Euro Rises on Speculation Over $300 Billion Chinese Investment Fund

on December 09 2011 7:56 AM
A sculpture showing the Euro currency sign is seen in front of the ECB headquarters in Frankfurt
A sculpture showing the Euro currency sign is seen in front of the European Central Bank headquarters in Frankfurt, December 8, 2011. REUTERS

The euro rose in early Friday trading after a report indicated China plans to create an investment fund to deal with the eurozone debt crisis.

The currency rose more than 0.6 percent to $1.3434 after Reuters reported Friday that China was creating a fund to manage as much as $300 billion to improve returns on the country's large collection of foreign exchange reserves.

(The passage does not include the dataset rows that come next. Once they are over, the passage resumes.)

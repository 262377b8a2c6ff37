pub mod advance;
pub mod event_detail;
pub mod game;
pub mod modifier;
pub mod parser;
pub mod play;
pub mod roster;
pub mod schemas;
pub mod traits;
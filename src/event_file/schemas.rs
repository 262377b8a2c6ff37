use serde::ser::Error as _;
use serde::{Serialize, Serializer};

use crate::event_file::advance::{Base, BaseRunner};
use crate::event_file::event_detail::EventDetail;
use crate::event_file::game::{EventId, GameContext};
use crate::event_file::modifier::{
    HitAngle, HitDepth, HitLocationGeneral, HitStrength, PlayModifier,
};
use crate::event_file::play::BasicPlay;
use crate::event_file::traits::{Inning, InningHalf};

pub type SequenceId = usize;

pub trait ContextToVec<'a> {
    fn from_game_context(gc: &'a GameContext) -> Box<dyn Iterator<Item = Self> + 'a>
    where
        Self: Sized;
}

/// Nested values are stored as one JSON column.
fn as_json<T: Serialize, S: Serializer>(value: &T, serializer: S) -> Result<S::Ok, S::Error> {
    let json = serde_json::to_string(value).map_err(S::Error::custom)?;
    serializer.serialize_str(&json)
}

#[derive(Debug, Clone, Serialize)]
pub struct Event<'a> {
    game_id: &'a str,
    event_id: EventId,
    inning: Inning,
    inning_half: InningHalf,
    batter_id: &'a str,
    count_balls: Option<u8>,
    count_strikes: Option<u8>,
    pitch_sequence: &'a str,
    notation: &'a str,
    play: BasicPlay,
    #[serde(serialize_with = "as_json")]
    event_detail: &'a EventDetail,
}

impl<'a> ContextToVec<'a> for Event<'a> {
    fn from_game_context(gc: &'a GameContext) -> Box<dyn Iterator<Item = Self> + 'a> {
        Box::from(gc.events.iter().map(|e| Self {
            game_id: &e.game_id,
            event_id: e.event_id,
            inning: e.inning,
            inning_half: e.half,
            batter_id: &e.batter,
            count_balls: e.count.balls,
            count_strikes: e.count.strikes,
            pitch_sequence: &e.pitches,
            notation: &e.notation,
            play: e.detail.play,
            event_detail: &e.detail,
        }))
    }
}

#[derive(Debug, Eq, PartialEq, Copy, Clone, Serialize)]
pub struct EventExtraPlay<'a> {
    game_id: &'a str,
    event_id: EventId,
    sequence_id: SequenceId,
    extra_play: BasicPlay,
}

impl<'a> ContextToVec<'a> for EventExtraPlay<'a> {
    fn from_game_context(gc: &'a GameContext) -> Box<dyn Iterator<Item = Self> + 'a> {
        Box::from(gc.events.iter().flat_map(|e| {
            e.detail
                .extra_plays
                .iter()
                .enumerate()
                .map(move |(i, play)| Self {
                    game_id: &e.game_id,
                    event_id: e.event_id,
                    sequence_id: i + 1,
                    extra_play: *play,
                })
        }))
    }
}

#[derive(Debug, Eq, PartialEq, Copy, Clone, Serialize)]
pub struct EventFieldingPlay<'a> {
    game_id: &'a str,
    event_id: EventId,
    sequence_id: SequenceId,
    fielding_position: u8,
}

impl<'a> ContextToVec<'a> for EventFieldingPlay<'a> {
    fn from_game_context(gc: &'a GameContext) -> Box<dyn Iterator<Item = Self> + 'a> {
        Box::from(gc.events.iter().flat_map(|e| {
            e.detail
                .fielders
                .iter()
                .enumerate()
                .map(move |(i, position)| Self {
                    game_id: &e.game_id,
                    event_id: e.event_id,
                    sequence_id: i + 1,
                    fielding_position: (*position).into(),
                })
        }))
    }
}

#[derive(Debug, Eq, PartialEq, Copy, Clone, Serialize)]
pub struct EventModifier<'a> {
    game_id: &'a str,
    event_id: EventId,
    sequence_id: SequenceId,
    modifier: PlayModifier,
    hit_location: Option<&'a str>,
    general_location: Option<HitLocationGeneral>,
    depth: Option<HitDepth>,
    angle: Option<HitAngle>,
    strength: Option<HitStrength>,
}

impl<'a> ContextToVec<'a> for EventModifier<'a> {
    fn from_game_context(gc: &'a GameContext) -> Box<dyn Iterator<Item = Self> + 'a> {
        Box::from(gc.events.iter().flat_map(|e| {
            e.detail
                .modifiers
                .iter()
                .enumerate()
                .map(move |(i, m)| {
                    let detail = m.location.as_ref().and_then(|hl| hl.detail());
                    Self {
                        game_id: &e.game_id,
                        event_id: e.event_id,
                        sequence_id: i + 1,
                        modifier: m.modifier,
                        hit_location: m.location.as_ref().map(|hl| hl.as_str()),
                        general_location: detail.map(|d| d.general_location),
                        depth: detail.and_then(|d| d.depth),
                        angle: detail.and_then(|d| d.angle),
                        strength: detail.and_then(|d| d.strength),
                    }
                })
        }))
    }
}

#[derive(Debug, Eq, PartialEq, Copy, Clone, Serialize)]
pub struct EventRunnerAdvance<'a> {
    game_id: &'a str,
    event_id: EventId,
    sequence_id: SequenceId,
    baserunner: BaseRunner,
    to_base: Base,
}

impl<'a> ContextToVec<'a> for EventRunnerAdvance<'a> {
    fn from_game_context(gc: &'a GameContext) -> Box<dyn Iterator<Item = Self> + 'a> {
        Box::from(gc.events.iter().flat_map(|e| {
            e.detail
                .runner_advances
                .iter()
                .enumerate()
                .map(move |(i, a)| Self {
                    game_id: &e.game_id,
                    event_id: e.event_id,
                    sequence_id: i + 1,
                    baserunner: a.baserunner,
                    to_base: a.to,
                })
        }))
    }
}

The move higher is due to real money buying (in the euro) on the back of the China report, Sebastien Galy, currency strategist at Societe Generale, told Reuters. It suggests it will make funding conditions easier for struggling euro zone countries.

The investment vehicle would focus be broken down into two funds: one targeting investments in the United States and one focusing on Europe. The fund, which is started by China's central bank, will look to make aggressive investments to bring in higher returns.

The Chinese investment vehicle generated more of a positive spark than any resolutions coming out of the European summit this week. European officials, especially French President Sarkozy, have worked to put together stricter guidelines to prevent the European Union from becoming insolvent.

But investors are hesitant to put faith in the euro or other European entities despite the positive attempts by some to fix the eurozone debt crisis.

The outcome of the summit is fairly positive, but while the summit can be seen as a pillar of support under the euro zone, the market is concerned that the ECB is taking away its pillar of support, said Michael Sneyd, FX strategist at BNP Paribas.

Even further, the euro was hurt by the ECB's decision to cut interest rates to 1 percent on Thursday. That along with stricter restrictions could mean losses in the short-term, which could further drop the euro, according to one analyst.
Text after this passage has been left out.